Sequence analysis of spontaneous mutations in a shuttle vector gene integrated into mammalian chromosomal DNA.

We have studied the molecular mechanisms of spontaneous mutations in mouse cells carrying a selectable bacterial gene. The mouse cells carry the Escherichia coli xanthine (guanine) phosphoribosyltransferase (gpt) gene in a retroviral shuttle vector integrated into chromosomal DNA in a proviral form. Cells with spontaneous mutations in the gpt gene were selected as resistant to 6-thioguanine and then were fused with COS cells for recovery of the mutant genes. Out of a total of 77 independent 6-thioguanine-resistant cell lines isolated in this study, vector sequences could be rescued from 43 of the mutant lines, and the base sequences were determined for the gpt genes in all 43 of these lines.
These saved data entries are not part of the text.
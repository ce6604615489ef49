use super::*;

#[test]
fn validate_login_input_trims_username_only() {
    assert_eq!(
        validate_login_input("  alice ", " secret  "),
        Ok(("alice".to_owned(), " secret  ".to_owned()))
    );
}

#[test]
fn validate_login_input_requires_username_first() {
    assert_eq!(validate_login_input("   ", ""), Err("Please input your username!"));
    assert_eq!(validate_login_input("", "secret"), Err("Please input your username!"));
}

#[test]
fn validate_login_input_requires_password() {
    assert_eq!(validate_login_input("alice", ""), Err("Please input your password!"));
    assert_eq!(validate_login_input("alice", "   "), Err("Please input your password!"));
}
There was a variety of mutational events among the mutant gpt genes sequenced. The most frequent mutational event was a deletion (in 29 of the 43 mutant genes), and the next most frequent event was a base substitution mutation (in 11 of the 43 mutant genes). Among the deletion mutants, the great majority represent deletions of less than 10 base pairs. In fact, 19 of the 29 deletion mutants had deletions of 3 base pairs, and among the mutants with 3-base-pair deletions, there was a very strong deletion hot spot appearing in 16 independent mutants. All 19 of the 3-base-pair deletions resulted in the "in frame" loss of an aspartic acid codon. Among the base substitution mutations, transitions and transversions occurred with approximately equal frequency. Our results raise the possibility that small deletions represent the predominant mechanisms by which spontaneous mutations occur in mammalian cells.